[Provided information]
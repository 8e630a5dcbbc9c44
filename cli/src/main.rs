//! wg-remote - manage WireGuard instances on remote Linux hosts over SSH

use clap::{Parser, Subcommand};
use serde::Serialize;
use std::path::PathBuf;
use std::process::ExitCode;
use wg_remote_core::{
    diagnose, execute, get_instance_details, list_instances, provision, CredentialStore, EngineConfig,
    Error, HostFile, InstanceDetail, InstanceSummary, PeerManager, ProgressEvent,
    ProvisionResult, Result, SessionHandle, SessionRegistry,
};

#[derive(Parser, Debug)]
#[command(name = "wg-remote", version, about)]
struct Args {
    /// Engine configuration file
    #[arg(long, value_name = "PATH")]
    config: Option<PathBuf>,
    /// Host credential file
    #[arg(long, value_name = "PATH")]
    hosts: Option<PathBuf>,
    /// Print machine-readable JSON instead of text
    #[arg(long)]
    json: bool,
    #[command(subcommand)]
    command: Command,
}

#[derive(Subcommand, Debug)]
enum Command {
    /// Test the SSH connection to a host
    Check { server: String },
    /// List WireGuard instances found on a host
    List { server: String },
    /// Show the reconciled state of one instance
    Show { server: String, iface: String },
    /// Create an instance for each public address that has none
    Provision { server: String },
    /// Add a peer to an instance and print its client config
    AddPeer { server: String, iface: String },
    /// Remove a peer from an instance
    RemovePeer {
        server: String,
        iface: String,
        ordinal: u32,
    },
    /// Print a read-only troubleshooting report for a host
    Diagnose { server: String },
    /// Run a non-interactive command on a host
    Exec {
        server: String,
        #[arg(trailing_var_arg = true, allow_hyphen_values = true, required = true)]
        command: Vec<String>,
    },
}

impl Command {
    fn server(&self) -> &str {
        match self {
            Command::Check { server }
            | Command::List { server }
            | Command::Show { server, .. }
            | Command::Provision { server }
            | Command::AddPeer { server, .. }
            | Command::RemovePeer { server, .. }
            | Command::Diagnose { server }
            | Command::Exec { server, .. } => server,
        }
    }
}

fn main() -> ExitCode {
    env_logger::init();
    let args = Args::parse();
    match run(&args) {
        Ok(code) => code,
        Err(e) => {
            log::error!("{}", e);
            if args.json {
                let body = serde_json::json!({ "error": e.to_string(), "kind": e.kind() });
                println!("{}", body);
            } else {
                eprintln!("error: {}", e);
            }
            ExitCode::FAILURE
        }
    }
}

fn load_config(args: &Args) -> Result<EngineConfig> {
    match &args.config {
        Some(path) => EngineConfig::load(path),
        None => EngineConfig::load_or_default(),
    }
}

fn run(args: &Args) -> Result<ExitCode> {
    let config = load_config(args)?;
    let hosts = HostFile::load(&args.hosts.clone().unwrap_or_else(HostFile::default_path))?;
    let server = args.command.server();
    let credential = hosts
        .credential(server)
        .ok_or_else(|| Error::config(format!("no host '{}' in the host file", server)))?;

    let registry = SessionRegistry::new();
    let shell = registry.connect(&credential, &config)?;
    let code = dispatch(args, &config, &registry, shell);
    registry.close_all();
    code
}

fn dispatch(
    args: &Args,
    config: &EngineConfig,
    registry: &SessionRegistry,
    shell: SessionHandle,
) -> Result<ExitCode> {
    match &args.command {
        Command::Check { server } => {
            let out = execute(registry, server, "uname -srm")?;
            if args.json {
                print_json(&serde_json::json!({ "server": server, "connected": true, "uname": out.stdout.trim() }))?;
            } else {
                println!("{}: connected ({})", server, out.stdout.trim());
            }
        }
        Command::List { .. } => {
            let instances = list_instances(shell.as_ref(), config);
            if args.json {
                print_json(&instances)?;
            } else {
                print_summaries(&instances);
            }
        }
        Command::Show { iface, .. } => {
            let detail = get_instance_details(shell.as_ref(), config, iface)?;
            if args.json {
                print_json(&detail)?;
            } else {
                print_detail(&detail);
            }
        }
        Command::Provision { .. } => {
            let result = run_provision(args.json, shell, config)?;
            if args.json {
                print_json(&result)?;
            } else {
                print_provision(&result);
            }
            if !result.success {
                return Ok(ExitCode::FAILURE);
            }
        }
        Command::AddPeer { iface, .. } => {
            let peer = PeerManager::new(config.clone()).add_peer(shell.as_ref(), iface)?;
            if args.json {
                print_json(&peer)?;
            } else {
                println!("# peer {} of {} ({}) saved to {}", peer.ordinal, peer.instance, peer.address, peer.file);
                print!("{}", peer.config);
            }
        }
        Command::RemovePeer { iface, ordinal, .. } => {
            let ack = PeerManager::new(config.clone()).remove_peer(shell.as_ref(), iface, *ordinal)?;
            if args.json {
                print_json(&ack)?;
            } else {
                println!("{}", ack.message);
            }
        }
        Command::Diagnose { .. } => {
            let report = diagnose(shell.as_ref(), config);
            if args.json {
                print_json(&report)?;
            } else {
                print!("{}", report.render());
            }
        }
        Command::Exec { server, command } => {
            let out = execute(registry, server, &command.join(" "))?;
            if args.json {
                print_json(&out)?;
            } else {
                print!("{}", out.stdout);
                eprint!("{}", out.stderr);
            }
            if !out.success() {
                return Ok(ExitCode::from(out.exit_code.clamp(1, 255) as u8));
            }
        }
    }
    Ok(ExitCode::SUCCESS)
}

fn run_provision(json: bool, shell: SessionHandle, config: &EngineConfig) -> Result<ProvisionResult> {
    let handle = provision(shell, config.clone())?;
    for event in handle.events().iter() {
        if !json {
            print_event(&event);
        }
    }
    Ok(handle.wait())
}

fn print_json<T: Serialize>(value: &T) -> Result<()> {
    println!("{}", serde_json::to_string_pretty(value)?);
    Ok(())
}

fn print_event(event: &ProgressEvent) {
    println!(
        "{} [{:>3}%] {:?}: {}",
        event.at.format("%H:%M:%S"),
        event.percent,
        event.state,
        event.message
    );
}

fn print_summaries(instances: &[InstanceSummary]) {
    if instances.is_empty() {
        println!("no WireGuard instances found");
        return;
    }
    println!("{:<16} {:<10} SOURCES", "NAME", "STATUS");
    for instance in instances {
        let sources: Vec<&str> = instance.sources.iter().map(|s| s.as_str()).collect();
        println!(
            "{:<16} {:<10} {}",
            instance.name,
            format!("{:?}", instance.status),
            sources.join(", ")
        );
    }
}

fn print_detail(detail: &InstanceDetail) {
    let or_unknown = |v: Option<String>| v.unwrap_or_else(|| "unknown".to_string());
    println!("instance:       {}", detail.name);
    println!("status:         {:?}", detail.status);
    println!(
        "config source:  {}",
        or_unknown(detail.config_source.map(|s| format!("{:?}", s)))
    );
    println!("address:        {}", or_unknown(detail.address.map(|a| a.to_string())));
    println!("listen port:    {}", or_unknown(detail.listen_port.map(|p| p.to_string())));
    println!("public key:     {}", or_unknown(detail.public_key.clone()));
    println!("private key at: {}", or_unknown(detail.private_key_ref.clone()));
    println!(
        "forwarded:      {}",
        or_unknown(
            detail
                .port_mapping
                .map(|m| format!("{} ({:?})", m.range, m.source))
        )
    );
    println!(
        "public address: {}",
        or_unknown(detail.public_address.map(|a| a.to_string()))
    );
    println!("peers:");
    for peer in &detail.peers {
        println!(
            "  {:>3}  {:<15}  {}",
            peer.ordinal,
            or_unknown(peer.address.map(|a| a.to_string())),
            peer.file
        );
    }
    for warning in &detail.warnings {
        println!("warning: {}", warning);
    }
}

fn print_provision(result: &ProvisionResult) {
    println!("{:?}: {}", result.state, result.instances.join(", "));
    if let Some(warning) = &result.warning {
        println!("warning: {}", warning);
    }
    for file in &result.client_configs {
        println!("\n# {}", file.path);
        print!("{}", file.content);
    }
}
[/Provided information]
_The problem_. The lines you need are those containing "PathBuf"; find them in the records and copy them.

_Solution_.
use std::path::PathBuf;
    config: Option<PathBuf>,
    hosts: Option<PathBuf>,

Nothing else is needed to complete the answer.